Por Redação | 01 de Agosto de 2016 às 22h00

Nesta segunda-feira (1º), foi confirmado que a Tesla e a SolarCity farão uma fusão das empresas, num um negócio cujo valor total é de US$ 2,6 bilhões. Escrevendo para a Forbes, Adam Sarham, CEO da 50 Park Capital, diz que Elon Musk, maior acionista das duas companhias, não tinha outra alternativa para salvá-las dos enormes déficits que carregam em suas contas.

No ano passado, a marca de carros elétricos teve perdas de quase US$ 900 milhões, enquanto a companhia de painéis solares sofreu um rombo perto de US$ 60 milhões. Com a união, seria mais fácil administrar as empresas.

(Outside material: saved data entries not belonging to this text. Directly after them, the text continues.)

//! Users
//!
//! Users are owned by the web application; this crate only ever refers to them
//! by identifier.

use crate::uuids::TypedUuid;

/// Marker for user identifiers.
#[derive(Debug)]
pub struct User;

/// Stable identifier of an authenticated principal.
pub type UserUuid = TypedUuid<User>;
use clap::{Args, Parser, Subcommand};
use replygate_app::database;
use sqlx::PgPool;

mod db;
mod rate_limits;
mod token;

#[derive(Debug, Parser)]
#[command(name = "replygate-app", about = "Replygate administration", long_about = None)]
pub(crate) struct Cli {
    #[command(subcommand)]
    command: Commands,
}

#[derive(Debug, Subcommand)]
enum Commands {
    Db(db::DbCommand),
    Token(token::TokenCommand),
    RateLimits(rate_limits::RateLimitsCommand),
}

impl Cli {
    pub(crate) async fn run(self) -> Result<(), String> {
        match self.command {
            Commands::Db(command) => db::run(command).await,
            Commands::Token(command) => token::run(command).await,
            Commands::RateLimits(command) => rate_limits::run(command).await,
        }
    }
}

/// Connection flags shared by every command.
#[derive(Debug, Args)]
pub(crate) struct DatabaseArgs {
    /// PostgreSQL connection string
    #[arg(long, env = "DATABASE_URL", hide_env_values = true)]
    database_url: String,
}

impl DatabaseArgs {
    pub(crate) async fn connect(&self) -> Result<PgPool, String> {
        database::connect(&self.database_url)
            .await
            .map_err(|error| format!("failed to connect to database: {error}"))
    }
}
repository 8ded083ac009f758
//! Request ID generation and response header helpers.

use salvo::{
    http::{StatusCode, header::HeaderValue},
    prelude::Response,
};
use tracing::warn;
use uuid::Uuid;

pub(super) const REQUEST_ID_HEADER: &str = "x-request-id";

pub(super) fn resolve_request_id(header_value: Option<String>) -> String {
    header_value
        .filter(|value| !value.trim().is_empty())
        .unwrap_or_else(generate_request_id)
}

pub(super) fn set_request_id_header(res: &mut Response, request_id: &str) {
    let header_value = match HeaderValue::from_str(request_id) {
        Ok(value) => value,
        Err(source) => {
            warn!(
                request_id,
                "could not encode request id for response header: {source}"
            );

            return;
        }
    };

    res.headers_mut().insert(REQUEST_ID_HEADER, header_value);
}

pub(super) fn response_status_or_ok(status_code: Option<StatusCode>) -> StatusCode {
    status_code.unwrap_or(StatusCode::OK)
}

fn generate_request_id() -> String {
    Uuid::now_v7().to_string()
}
use std::{sync::Arc, time::Duration};

use clap::{Args, Subcommand};
use replygate_app::{
    clock::SystemClock,
    rate_limits::{RateLimitService, WindowRateLimitService},
};

use super::DatabaseArgs;

#[derive(Debug, Args)]
pub(crate) struct RateLimitsCommand {
    #[command(subcommand)]
    command: RateLimitsSubcommand,
}

#[derive(Debug, Subcommand)]
enum RateLimitsSubcommand {
    /// Delete counters for windows that are long over
    Prune(PruneArgs),
}

#[derive(Debug, Args)]
struct PruneArgs {
    #[command(flatten)]
    database: DatabaseArgs,

    /// Keep windows that started within this many milliseconds
    #[arg(long, default_value_t = 86_400_000)]
    older_than_ms: u64,
}

pub(crate) async fn run(command: RateLimitsCommand) -> Result<(), String> {
    match command.command {
        RateLimitsSubcommand::Prune(args) => {
            let service = WindowRateLimitService::new(
                args.database.connect().await?,
                Arc::new(SystemClock),
                Duration::from_secs(30),
            );

            let pruned = service
                .prune(args.older_than_ms)
                .await
                .map_err(|error| format!("failed to prune rate limits: {error}"))?;

            println!("pruned {pruned} rate limit window(s)");

            Ok(())
        }
    }
}
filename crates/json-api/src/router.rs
//! Routes

use salvo::prelude::*;

use crate::{auth, extension, healthcheck, observability::metrics_handler, replies};

/// Every gateway route. State injection and outer hoops are added by the caller.
pub(crate) fn routes() -> Router {
    Router::new()
        .push(Router::with_path("healthcheck").get(healthcheck::handler))
        .push(Router::with_path("metrics").get(metrics_handler))
        .push(Router::with_path("extension/token").post(extension::issue::handler))
        .push(
            Router::new()
                .hoop(auth::middleware::handler)
                .push(Router::with_path("extension/me").get(extension::me::handler))
                .push(Router::with_path("extension/token").delete(extension::revoke::handler))
                .push(Router::with_path("replies").post(replies::generate::handler)),
        )
}
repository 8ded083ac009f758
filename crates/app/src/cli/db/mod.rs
use clap::{Args, Subcommand};
use replygate_app::database;

use super::DatabaseArgs;

#[derive(Debug, Args)]
pub(crate) struct DbCommand {
    #[command(subcommand)]
    command: DbSubcommand,
}

#[derive(Debug, Subcommand)]
enum DbSubcommand {
    /// Apply pending schema migrations
    Migrate(DatabaseArgs),
}

pub(crate) async fn run(command: DbCommand) -> Result<(), String> {
    match command.command {
        DbSubcommand::Migrate(args) => {
            let pool = args.connect().await?;

            database::migrate(&pool)
                .await
                .map_err(|error| format!("failed to run migrations: {error}"))?;

            println!("migrations applied");

            Ok(())
        }
    }
}
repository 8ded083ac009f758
//! State

use std::sync::Arc;

use replygate_app::{context::AppContext, rate_limits::RateLimitPolicy};

/// Gateway settings handlers need per request.
#[derive(Debug, Clone)]
pub(crate) struct GatewaySettings {
    pub(crate) session_cookie_name: String,
    pub(crate) issue_policy: RateLimitPolicy,
    pub(crate) generate_policy: RateLimitPolicy,
}

#[derive(Clone)]
pub(crate) struct State {
    pub(crate) app: AppContext,
    pub(crate) settings: GatewaySettings,
}

impl State {
    #[must_use]
    pub(crate) fn new(app: AppContext, settings: GatewaySettings) -> Self {
        Self { app, settings }
    }

    #[must_use]
    pub(crate) fn shared(app: AppContext, settings: GatewaySettings) -> Arc<Self> {
        Arc::new(Self::new(app, settings))
    }
}
//! Extension Errors

use replygate_app::sessions::SessionServiceError;
use tracing::error;

use crate::errors::ApiError;

pub(crate) fn session_error(error: SessionServiceError) -> ApiError {
    match error {
        SessionServiceError::Unauthenticated => ApiError::unauthenticated(),
        SessionServiceError::StoreUnavailable(source) => {
            error!("failed to resolve web session: {source}");

            ApiError::internal()
        }
    }
}
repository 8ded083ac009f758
//! Capturer: picks the credential up from the transit slot or the page
//! broadcast, whichever delivers first.

use std::{sync::Arc, time::Duration};

use tokio::{
    sync::broadcast::{self, error::RecvError},
    time::{MissedTickBehavior, interval},
};
use tracing::{debug, warn};

use crate::{errors::BridgeError, payload::TransferPayload, transit::TransitSlot};

pub const POLL_INTERVAL: Duration = Duration::from_millis(200);
pub const MAX_ATTEMPTS: u32 = 50;

#[derive(Debug, Clone)]
pub struct Capturer {
    slot: Arc<dyn TransitSlot>,
    poll_interval: Duration,
    max_attempts: u32,
}

impl Capturer {
    #[must_use]
    pub fn new(slot: Arc<dyn TransitSlot>) -> Self {
        Self {
            slot,
            poll_interval: POLL_INTERVAL,
            max_attempts: MAX_ATTEMPTS,
        }
    }

    #[must_use]
    pub fn with_polling(mut self, poll_interval: Duration, max_attempts: u32) -> Self {
        self.poll_interval = poll_interval;
        self.max_attempts = max_attempts;
        self
    }

    /// Wait for a credential. `None` once every poll attempt came up empty.
    ///
    /// # Errors
    ///
    /// Returns the slot's error when reading it fails outright.
    pub async fn capture(
        &self,
        mut broadcast: broadcast::Receiver<TransferPayload>,
    ) -> Result<Option<TransferPayload>, BridgeError> {
        let mut ticker = interval(self.poll_interval);
        ticker.set_missed_tick_behavior(MissedTickBehavior::Delay);

        let mut attempts = 0;
        let mut listening = true;

        while attempts < self.max_attempts {
            tokio::select! {
                _ = ticker.tick() => {
                    attempts += 1;

                    if let Some(payload) = self.slot.take().await? {
                        debug!(attempts, "credential captured from transit slot");

                        return Ok(Some(payload));
                    }
                }
                received = broadcast.recv(), if listening => match received {
                    Ok(payload) => {
                        debug!("credential captured from page broadcast");
                        self.drain().await;

                        return Ok(Some(payload));
                    }
                    Err(RecvError::Lagged(skipped)) => {
                        warn!(skipped, "page broadcast lagged");
                    }
                    Err(RecvError::Closed) => listening = false,
                },
            }
        }

        debug!(attempts, "transit slot stayed empty");

        Ok(None)
    }

    /// The broadcast won; make sure the slot does not keep a copy.
    async fn drain(&self) {
        match self.slot.take().await {
            Ok(Some(_copy)) => debug!("drained transit slot"),
            Ok(None) => {}
            Err(source) => warn!("failed to drain transit slot: {source}"),
        }
    }
}
//! Fixed-window rate limiting backed by the shared store.

mod errors;
mod policy;
mod repository;
mod service;

pub use errors::RateLimitError;
pub use policy::*;
pub use repository::{
    InsertOutcome, MockRateLimitRepository, PgRateLimitRepository, RateLimitRepository,
};
pub use service::*;
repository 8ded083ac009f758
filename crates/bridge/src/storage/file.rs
//! Directory-backed storage: `local.json` and `sync.json`.

use std::{
    io::{self, Write},
    path::{Path, PathBuf},
};

use async_trait::async_trait;
use serde::{Serialize, de::DeserializeOwned};
use tokio::sync::broadcast;
use tracing::debug;

use crate::storage::{
    ExtensionStorage, LocalCredential, StorageChange, StorageError, SyncedStatus,
};

const LOCAL_FILE: &str = "local.json";
const SYNC_FILE: &str = "sync.json";

#[derive(Debug)]
pub struct FileStorage {
    dir: PathBuf,
    changes: broadcast::Sender<StorageChange>,
}

impl FileStorage {
    /// Open (creating if needed) the storage directory.
    ///
    /// # Errors
    ///
    /// Returns [`StorageError::Io`] when the directory cannot be created.
    pub async fn open(dir: impl Into<PathBuf>) -> Result<Self, StorageError> {
        let dir = dir.into();

        tokio::fs::create_dir_all(&dir)
            .await
            .map_err(|source| StorageError::Io {
                path: dir.clone(),
                source,
            })?;

        let (changes, _receiver) = broadcast::channel(16);

        Ok(Self { dir, changes })
    }

    pub fn dir(&self) -> &Path {
        &self.dir
    }

    fn notify(&self, change: StorageChange) {
        let _receivers = self.changes.send(change);
    }

    async fn read<T: DeserializeOwned>(&self, name: &str) -> Result<Option<T>, StorageError> {
        let path = self.dir.join(name);

        let bytes = match tokio::fs::read(&path).await {
            Ok(bytes) => bytes,
            Err(source) if source.kind() == io::ErrorKind::NotFound => return Ok(None),
            Err(source) => return Err(StorageError::Io { path, source }),
        };

        serde_json::from_slice(&bytes)
            .map(Some)
            .map_err(|source| StorageError::Corrupt { path, source })
    }

    async fn write<T: Serialize>(&self, name: &str, value: &T) -> Result<(), StorageError> {
        let path = self.dir.join(name);

        let content = serde_json::to_vec_pretty(value).map_err(|source| StorageError::Corrupt {
            path: path.clone(),
            source,
        })?;

        let dir = self.dir.clone();

        tokio::task::spawn_blocking(move || write_atomic(&dir, &path, &content))
            .await
            .map_err(|source| StorageError::Io {
                path: self.dir.join(name),
                source: io::Error::other(source),
            })?
    }

    async fn remove(&self, name: &str) -> Result<(), StorageError> {
        let path = self.dir.join(name);

        match tokio::fs::remove_file(&path).await {
            Ok(()) => Ok(()),
            Err(source) if source.kind() == io::ErrorKind::NotFound => Ok(()),
            Err(source) => Err(StorageError::Io { path, source }),
        }
    }
}

/// Temp file in the same directory, then rename over the target.
fn write_atomic(dir: &Path, path: &Path, content: &[u8]) -> Result<(), StorageError> {
    let io_error = |source| StorageError::Io {
        path: path.to_path_buf(),
        source,
    };

    let mut temp = tempfile::NamedTempFile::new_in(dir).map_err(io_error)?;

    temp.write_all(content).map_err(io_error)?;
    temp.as_file().sync_all().map_err(io_error)?;

    temp.persist(path).map_err(|source| StorageError::Persist {
        path: path.to_path_buf(),
        source,
    })?;

    debug!(path = %path.display(), "storage area written");

    Ok(())
}

#[async_trait]
impl ExtensionStorage for FileStorage {
    async fn local(&self) -> Result<Option<LocalCredential>, StorageError> {
        self.read(LOCAL_FILE).await
    }

    async fn set_local(&self, credential: LocalCredential) -> Result<(), StorageError> {
        self.write(LOCAL_FILE, &credential).await?;
        self.notify(StorageChange::Local { present: true });

        Ok(())
    }

    async fn synced(&self) -> Result<Option<SyncedStatus>, StorageError> {
        self.read(SYNC_FILE).await
    }

    async fn set_synced(&self, status: SyncedStatus) -> Result<(), StorageError> {
        self.write(SYNC_FILE, &status).await?;
        self.notify(StorageChange::Sync(Some(status)));

        Ok(())
    }

    async fn clear(&self) -> Result<(), StorageError> {
        self.remove(LOCAL_FILE).await?;
        self.notify(StorageChange::Local { present: false });

        self.remove(SYNC_FILE).await?;
        self.notify(StorageChange::Sync(None));

        Ok(())
    }

    fn subscribe(&self) -> broadcast::Receiver<StorageChange> {
        self.changes.subscribe()
    }
}
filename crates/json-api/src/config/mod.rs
//! Server configuration module

use clap::Parser;

use crate::config::{
    auth::AuthConfig,
    cors::CorsConfig,
    db::DatabaseConfig,
    observability::{LoggingConfig, ObservabilityConfig},
    rate_limits::RateLimitsConfig,
    server::ServerRuntimeConfig,
    upstream::UpstreamConfig,
};

pub(crate) mod auth;
pub(crate) mod cors;
pub(crate) mod db;
pub(crate) mod observability;
pub(crate) mod rate_limits;
pub(crate) mod server;
pub(crate) mod upstream;

/// Replygate JSON API Server configuration
#[derive(Debug, Parser)]
#[command(name = "replygate-json", about = "Replygate JSON API Server", long_about = None)]
pub struct ServerConfig {
    /// Server network settings.
    #[command(flatten)]
    pub server: ServerRuntimeConfig,

    /// Logging output settings.
    #[command(flatten)]
    pub logging: LoggingConfig,

    /// Observability (traces/metrics) settings.
    #[command(flatten)]
    pub observability: ObservabilityConfig,

    /// Shared store settings.
    #[command(flatten)]
    pub database: DatabaseConfig,

    /// Credential issuance settings.
    #[command(flatten)]
    pub auth: AuthConfig,

    /// Request quotas.
    #[command(flatten)]
    pub rate_limits: RateLimitsConfig,

    /// Cross-origin allow-list.
    #[command(flatten)]
    pub cors: CorsConfig,

    /// Completion service settings.
    #[command(flatten)]
    pub upstream: UpstreamConfig,
}

impl ServerConfig {
    /// Load configuration from environment and CLI arguments
    ///
    /// # Errors
    ///
    /// Returns an error if configuration cannot be parsed
    pub fn load() -> Result<Self, clap::Error> {
        // Load .env file if present (ignore if missing)
        _ = dotenvy::dotenv();

        Self::try_parse()
    }

    /// Get the socket address for binding
    #[must_use]
    pub fn socket_addr(&self) -> String {
        self.server.socket_addr()
    }
}
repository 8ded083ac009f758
//! Test Helpers

use jiff::Timestamp;
use jiff_sqlx::Timestamp as SqlxTimestamp;
use sqlx::query;
use uuid::Uuid;

use crate::{auth::hash_token, test::TestContext, users::UserUuid};

/// Insert a first-party web session the way the web application would.
pub(crate) async fn insert_session(
    ctx: &TestContext,
    user: UserUuid,
    cookie_value: &str,
    expires_at: Timestamp,
) {
    query(
        "INSERT INTO sessions (uuid, user_uuid, token_hash, expires_at) \
         VALUES ($1, $2, $3, $4)",
    )
    .bind(Uuid::now_v7())
    .bind(user.into_uuid())
    .bind(hash_token(cookie_value))
    .bind(SqlxTimestamp::from(expires_at))
    .execute(ctx.db.pool())
    .await
    .expect("Failed to insert test session");
}

/// Number of credential rows stored for `user`.
pub(crate) async fn count_credentials(ctx: &TestContext, user: UserUuid) -> i64 {
    sqlx::query_scalar("SELECT COUNT(*) FROM extension_tokens WHERE user_uuid = $1")
        .bind(user.into_uuid())
        .fetch_one(ctx.db.pool())
        .await
        .expect("Failed to count credentials")
}
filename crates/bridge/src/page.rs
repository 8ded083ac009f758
//! Page context: the authenticated web page that starts a handshake.

use std::sync::Arc;

use uuid::Uuid;

use crate::{
    channel::PageChannel,
    errors::BridgeError,
    issuer::SessionIssuer,
    machine::{HandshakeMachine, HandshakeState, ResetCause},
    transit::TransitSlot,
};

/// The page never keeps the token: it goes into the slot and onto the
/// broadcast, and the page forgets it.
pub struct PageContext {
    issuer: Arc<dyn SessionIssuer>,
    slot: Arc<dyn TransitSlot>,
    channel: PageChannel,
    machine: Arc<HandshakeMachine>,
}

impl std::fmt::Debug for PageContext {
    fn fmt(&self, f: &mut std::fmt::Formatter<'_>) -> std::fmt::Result {
        f.debug_struct("PageContext")
            .field("slot", &self.slot)
            .field("machine", &self.machine)
            .finish_non_exhaustive()
    }
}

impl PageContext {
    #[must_use]
    pub fn new(
        issuer: Arc<dyn SessionIssuer>,
        slot: Arc<dyn TransitSlot>,
        channel: PageChannel,
        machine: Arc<HandshakeMachine>,
    ) -> Self {
        Self {
            issuer,
            slot,
            channel,
            machine,
        }
    }

    pub fn channel(&self) -> &PageChannel {
        &self.channel
    }

    /// Explicit user action: mint a token and put it in transit.
    ///
    /// # Errors
    ///
    /// Returns the issuer's error (the machine is reset), a slot error, or
    /// [`BridgeError::InvalidTransition`] when a handshake is already running.
    pub async fn connect(&self) -> Result<Uuid, BridgeError> {
        self.machine.advance(HandshakeState::TokenRequested)?;

        let payload = match self.issuer.issue().await {
            Ok(payload) => payload,
            Err(error) => {
                self.machine.reset(ResetCause::IssuanceFailed);

                return Err(error);
            }
        };

        let user_id = payload.user_id;

        self.slot.place(payload.clone()).await?;
        self.machine.advance(HandshakeState::TokenPlacedInTransit)?;
        self.channel.publish(payload);

        Ok(user_id)
    }
}

#[cfg(test)]
mod tests {
    use testresult::TestResult;

    use crate::{issuer::MockSessionIssuer, payload::TransferPayload, transit::MemorySlot};

    use super::*;

    #[tokio::test]
    async fn connect_places_and_broadcasts() -> TestResult {
        let user_id = Uuid::now_v7();
        let mut issuer = MockSessionIssuer::new();

        issuer.expect_issue().once().return_once(move || {
            Ok(TransferPayload {
                token: "t".repeat(64),
                user_id,
            })
        });

        let slot = Arc::new(MemorySlot::new());
        let machine = Arc::new(HandshakeMachine::new());
        let page = PageContext::new(
            Arc::new(issuer),
            slot.clone(),
            PageChannel::new(),
            machine.clone(),
        );
        let mut broadcast = page.channel().subscribe();

        assert_eq!(page.connect().await?, user_id);
        assert!(slot.is_occupied(), "slot should hold the payload");
        assert_eq!(broadcast.recv().await?.user_id, user_id);
        assert_eq!(machine.state(), HandshakeState::TokenPlacedInTransit);

        Ok(())
    }

    #[tokio::test]
    async fn signed_out_page_stays_disconnected() {
        let mut issuer = MockSessionIssuer::new();

        issuer
            .expect_issue()
            .once()
            .return_once(|| Err(BridgeError::Unauthenticated));

        let machine = Arc::new(HandshakeMachine::new());
        let page = PageContext::new(
            Arc::new(issuer),
            Arc::new(MemorySlot::new()),
            PageChannel::new(),
            machine.clone(),
        );

        assert!(matches!(
            page.connect().await,
            Err(BridgeError::Unauthenticated)
        ));
        assert_eq!(machine.state(), HandshakeState::Disconnected);
    }
}
//! Process-global observability runtime settings.

use std::sync::atomic::{AtomicBool, AtomicU64, Ordering};

use crate::config::observability::ObservabilityConfig;

const DEFAULT_SLOW_REQUEST_THRESHOLD_MS: u64 = 1_000;

static SLOW_REQUEST_THRESHOLD_MS: AtomicU64 = AtomicU64::new(DEFAULT_SLOW_REQUEST_THRESHOLD_MS);
static OTEL_PARENT_PROPAGATION_ENABLED: AtomicBool = AtomicBool::new(false);

pub(super) fn apply_runtime_config(config: &ObservabilityConfig) {
    SLOW_REQUEST_THRESHOLD_MS.store(config.slow_request_threshold_ms, Ordering::Relaxed);
    OTEL_PARENT_PROPAGATION_ENABLED.store(
        config.otel_enabled && config.otel_parent_propagation_enabled,
        Ordering::Relaxed,
    );
}

pub(super) fn slow_request_threshold_ms() -> u64 {
    SLOW_REQUEST_THRESHOLD_MS.load(Ordering::Relaxed)
}

pub(super) fn otel_parent_propagation_enabled() -> bool {
    OTEL_PARENT_PROPAGATION_ENABLED.load(Ordering::Relaxed)
}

A nova Tesla terá como objetivo ser líder no negócio de energia renovável, pois terá três produtos principais: painéis solares, bateria recarregável para aplicações pesadas e carros elétricos. O negócio de energia solar é muito promissor e, a cada ano, os custos por watt produzido diminuem cada vez mais, numa proporção inversa a das compras de geradores por parte dos consumidores.

Os 30 mil funcionários da SolarCity vão se juntar à Tesla e o custo de aquisição de clientes para o negócio de painéis solares vai cair – a conta chegava a 30% do custo de instalação do produto propriamente dito –, já que usará a rede de distribuição da Tesla com 190 pontos de venda. Com isso, Musk, que é CEO da montadora, prevê uma economia de US$ 150 milhões no primeiro ano, numa estimativa conservadora.

Para Zachary Shahan, que escreve para o Clean Technica e possui ações nas duas companhias, a Tesla vai ajudar a dar mais visibilidade para os negócios da SolarCity, visto que esta era bem conhecida nos Estados Unidos, mas não em outras regiões do globo. Para ele, a nova empresa é maior que a soma das partes, graças à sinergia a ser alcançada no negócio.